//! Entity instances and change tracking.
//!
//! An [`Entity`] holds one [`Field`] per declared column plus a snapshot of
//! the encoded values last known to be in storage. Saving writes only the
//! columns whose encoding differs from the snapshot.

mod persist;

pub(crate) use persist::{delete, save};

use core::fmt;
use std::cell::RefCell;
use std::rc::Rc;

use compact_str::CompactString;
use hashbrown::{HashMap, HashSet};

use crate::codec::{self, decode, encode};
use crate::error::{ConsistencyError, Result};
use crate::schema::{EntityDef, WriteKind};
use crate::storage::Row;
use crate::value::{Field, SqlValue, Value};

/// Shared handle to an entity. Relation slots and query results hold the
/// same instance, so assignments made through one handle are visible through
/// every other.
pub type EntityRef = Rc<RefCell<Entity>>;

/// Contents of a loaded relation slot.
#[derive(Debug, Clone)]
pub enum Loaded {
    One(Option<EntityRef>),
    Many(Vec<EntityRef>),
}

impl Loaded {
    /// All entities in the slot.
    pub fn entities(&self) -> Vec<EntityRef> {
        match self {
            Loaded::One(one) => one.iter().cloned().collect(),
            Loaded::Many(many) => many.clone(),
        }
    }
}

/// Whether an entity has a stored counterpart.
#[derive(Debug, Clone, Copy, PartialEq, Eq)]
pub enum EntityState {
    /// Created in memory or deleted
    Transient,
    Persisted,
}

/// Result of [`crate::Db::save`].
#[derive(Debug, Clone, PartialEq, Eq)]
pub enum SaveOutcome {
    Inserted,
    Updated(Vec<&'static str>),
    /// Nothing needed writing
    NoOp,
}

/// Columns a save would write, with their encoded values.
#[derive(Debug, Clone, Default, PartialEq)]
pub(crate) struct ChangeSet {
    pub(crate) writes: Vec<(usize, SqlValue)>,
}

impl ChangeSet {
    pub(crate) fn is_empty(&self) -> bool {
        self.writes.is_empty()
    }
}

#[derive(Clone)]
pub struct Entity {
    def: &'static EntityDef,
    fields: Vec<Field>,
    snapshot: Vec<Option<SqlValue>>,
    exists: bool,
    forced: HashSet<usize>,
    relations: HashMap<CompactString, Loaded>,
}

impl Entity {
    /// A transient instance with every column absent.
    pub fn new(def: &'static EntityDef) -> Self {
        let width = def.columns().len();
        Self {
            def,
            fields: vec![Field::Absent; width],
            snapshot: vec![None; width],
            exists: false,
            forced: HashSet::new(),
            relations: HashMap::new(),
        }
    }

    /// Builds a transient instance from `(column, value)` pairs.
    pub fn with_values<I, V>(def: &'static EntityDef, values: I) -> Result<Self>
    where
        I: IntoIterator<Item = (&'static str, V)>,
        V: Into<Value>,
    {
        let mut entity = Self::new(def);
        for (column, value) in values {
            entity.set(column, value)?;
        }
        Ok(entity)
    }

    /// Materializes a fetched row. Columns missing from the row stay absent.
    ///
    /// The snapshot holds the canonical re-encoding of each decoded cell, so
    /// a fetched entity compares as unchanged even when the stored text is
    /// not byte-identical to what the codec would write.
    pub fn from_row(def: &'static EntityDef, row: &Row) -> Result<Self> {
        let mut entity = Self::new(def);
        for (i, column) in def.columns().iter().enumerate() {
            let Some(raw) = row.get(column.name()) else {
                continue;
            };
            let field = decode(column, raw)?;
            entity.snapshot[i] = encode(column, &field)?;
            entity.fields[i] = field;
        }
        entity.exists = true;
        Ok(entity)
    }

    #[inline]
    pub fn into_ref(self) -> EntityRef {
        Rc::new(RefCell::new(self))
    }

    #[inline]
    pub const fn def(&self) -> &'static EntityDef {
        self.def
    }

    #[inline]
    pub const fn table(&self) -> &'static str {
        self.def.table()
    }

    /// Whether the entity is known to exist in storage.
    #[inline]
    pub const fn exists(&self) -> bool {
        self.exists
    }

    pub const fn state(&self) -> EntityState {
        if self.exists {
            EntityState::Persisted
        } else {
            EntityState::Transient
        }
    }

    pub fn get(&self, column: &str) -> Result<&Field> {
        let index = self.def.require_column(column)?;
        Ok(&self.fields[index])
    }

    /// The value of `column`, `None` when absent, null or undeclared.
    pub fn value(&self, column: &str) -> Option<&Value> {
        let index = self.def.column_index(column)?;
        self.fields[index].value()
    }

    /// Reads a structured column into a typed value.
    pub fn structured<T: serde::de::DeserializeOwned>(&self, column: &str) -> Result<Option<T>> {
        match self.get(column)? {
            Field::Value(value) => codec::from_structured(value).map(Some),
            _ => Ok(None),
        }
    }

    pub fn set(&mut self, column: &str, value: impl Into<Value>) -> Result<()> {
        let index = self.def.require_column(column)?;
        self.fields[index] = Field::from(value.into());
        Ok(())
    }

    pub fn set_null(&mut self, column: &str) -> Result<()> {
        let index = self.def.require_column(column)?;
        self.fields[index] = Field::Null;
        Ok(())
    }

    /// Marks `column` as never fetched or assigned.
    pub fn unset(&mut self, column: &str) -> Result<()> {
        let index = self.def.require_column(column)?;
        self.fields[index] = Field::Absent;
        Ok(())
    }

    /// Writes `column` on the next save even if it looks unchanged.
    pub fn force_save(&mut self, column: &str) -> Result<()> {
        let index = self.def.require_column(column)?;
        self.forced.insert(index);
        Ok(())
    }

    #[inline]
    pub fn primary_key(&self) -> &Field {
        &self.fields[self.def.primary_index()]
    }

    /// Encoded, non-null value of the column at `index`.
    pub(crate) fn key_at(&self, index: usize) -> Result<Option<SqlValue>> {
        let column = &self.def.columns()[index];
        Ok(encode(column, &self.fields[index])?.filter(|v| !v.is_null()))
    }

    /// Encoded, non-null primary key.
    pub(crate) fn primary_key_param(&self) -> Result<Option<SqlValue>> {
        self.key_at(self.def.primary_index())
    }

    /// The key the stored row is addressed by. A persisted entity whose
    /// primary key was reassigned in memory still updates its original row.
    pub(crate) fn stored_key(&self) -> Result<Option<SqlValue>> {
        match &self.snapshot[self.def.primary_index()] {
            Some(value) if !value.is_null() => Ok(Some(value.clone())),
            _ => self.primary_key_param(),
        }
    }

    pub(crate) fn field_at(&self, index: usize) -> &Field {
        &self.fields[index]
    }

    pub(crate) fn set_field_at(&mut self, index: usize, field: Field) {
        self.fields[index] = field;
    }

    // ==================== relations ====================

    pub fn is_loaded(&self, relation: &str) -> bool {
        self.relations.contains_key(relation)
    }

    /// Whether `relation` is loaded and holds at least one entity.
    pub fn is_set(&self, relation: &str) -> bool {
        match self.relations.get(relation) {
            Some(Loaded::One(one)) => one.is_some(),
            Some(Loaded::Many(many)) => !many.is_empty(),
            None => false,
        }
    }

    pub fn relation(&self, relation: &str) -> Option<&Loaded> {
        self.relations.get(relation)
    }

    /// The loaded single-valued relation `relation`.
    ///
    /// `None` when the slot was never loaded, `Some(None)` when it was loaded
    /// and empty.
    pub fn one(&self, relation: &str) -> Option<Option<EntityRef>> {
        match self.relations.get(relation)? {
            Loaded::One(one) => Some(one.clone()),
            Loaded::Many(_) => None,
        }
    }

    /// The loaded collection relation `relation`.
    pub fn many(&self, relation: &str) -> Option<&[EntityRef]> {
        match self.relations.get(relation)? {
            Loaded::Many(many) => Some(many),
            Loaded::One(_) => None,
        }
    }

    pub(crate) fn set_loaded(&mut self, relation: &str, loaded: Loaded) {
        self.relations.insert(CompactString::from(relation), loaded);
    }

    pub(crate) fn loaded_mut(&mut self, relation: &str) -> Option<&mut Loaded> {
        self.relations.get_mut(relation)
    }

    // ==================== change tracking ====================

    /// Names of the columns the next save would write.
    ///
    /// Pure: calling it repeatedly without intervening mutation yields the
    /// same list.
    pub fn changed_fields(&self) -> Result<Vec<&'static str>> {
        let changes = self.changes()?;
        Ok(changes
            .writes
            .iter()
            .map(|(i, _)| self.def.columns()[*i].name())
            .collect())
    }

    /// Columns to write with their encoded values.
    ///
    /// A transient entity writes every present column; absent columns must
    /// be nullable or defaulted. A persisted entity writes columns whose
    /// encoding differs from the snapshot, plus forced ones. Auto-increment
    /// columns are never written.
    pub(crate) fn changes(&self) -> Result<ChangeSet> {
        let mut changes = ChangeSet::default();
        for (i, column) in self.def.columns().iter().enumerate() {
            if column.is_auto_increment() {
                continue;
            }
            let Some(encoded) = encode(column, &self.fields[i])? else {
                if !self.exists && !column.is_optional_on_insert() {
                    return Err(ConsistencyError::MissingColumn {
                        table: self.table().to_owned(),
                        column: column.name().to_owned(),
                    }
                    .into());
                }
                continue;
            };
            let changed = !self.exists
                || self.forced.contains(&i)
                || self.snapshot[i].as_ref() != Some(&encoded);
            if !changed {
                continue;
            }
            if encoded.is_null() && !column.is_nullable() {
                return Err(ConsistencyError::NullColumn {
                    table: self.table().to_owned(),
                    column: column.name().to_owned(),
                }
                .into());
            }
            changes.writes.push((i, encoded));
        }
        Ok(changes)
    }

    /// Runs column save transforms in place.
    pub(crate) fn apply_transforms(&mut self, kind: WriteKind) {
        for (i, column) in self.def.columns().iter().enumerate() {
            if let Some(transform) = column.save_transform() {
                let field = core::mem::take(&mut self.fields[i]);
                self.fields[i] = transform(field, kind);
            }
        }
    }

    /// Decoded snapshot value of the column at `index`.
    pub(crate) fn previous_at(&self, index: usize) -> Result<Field> {
        match &self.snapshot[index] {
            Some(raw) => decode(&self.def.columns()[index], raw),
            None => Ok(Field::Absent),
        }
    }

    /// Records a completed write.
    pub(crate) fn mark_written(&mut self, writes: &[(usize, SqlValue)]) {
        for (i, value) in writes {
            self.snapshot[*i] = Some(value.clone());
        }
        self.forced.clear();
        self.exists = true;
    }

    /// Stores a generated primary key after an insert.
    pub(crate) fn assign_generated_key(&mut self, id: i64) {
        let index = self.def.primary_index();
        self.fields[index] = Field::Value(Value::Integer(id));
        self.snapshot[index] = Some(SqlValue::Integer(id));
    }

    /// Forgets storage state after a delete.
    pub(crate) fn mark_deleted(&mut self) {
        self.exists = false;
        self.snapshot.iter_mut().for_each(|s| *s = None);
        self.forced.clear();
        if self.def.primary().is_auto_increment() {
            self.fields[self.def.primary_index()] = Field::Absent;
        }
    }
}

impl fmt::Debug for Entity {
    // Relation slots may point back at this entity, so only their names are
    // printed.
    fn fmt(&self, f: &mut fmt::Formatter<'_>) -> fmt::Result {
        let mut s = f.debug_struct(self.def.table());
        for (column, field) in self.def.columns().iter().zip(&self.fields) {
            if field.is_present() {
                s.field(column.name(), field);
            }
        }
        s.field("exists", &self.exists);
        let mut loaded = self.relations.keys().map(CompactString::as_str).collect::<Vec<_>>();
        loaded.sort_unstable();
        s.field("loaded", &loaded);
        s.finish()
    }
}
━━━━━━━━━━━━━━━━
### [Task instructions]
Repeat exactly the lines that run from the opening of the listing through the line holding "results hold the". Leave out everything else.

### [Output for this task]
//! Entity instances and change tracking.
//!
//! An [`Entity`] holds one [`Field`] per declared column plus a snapshot of
//! the encoded values last known to be in storage. Saving writes only the
//! columns whose encoding differs from the snapshot.

mod persist;

pub(crate) use persist::{delete, save};

use core::fmt;
use std::cell::RefCell;
use std::rc::Rc;

use compact_str::CompactString;
use hashbrown::{HashMap, HashSet};

use crate::codec::{self, decode, encode};
use crate::error::{ConsistencyError, Result};
use crate::schema::{EntityDef, WriteKind};
use crate::storage::Row;
use crate::value::{Field, SqlValue, Value};

/// Shared handle to an entity. Relation slots and query results hold the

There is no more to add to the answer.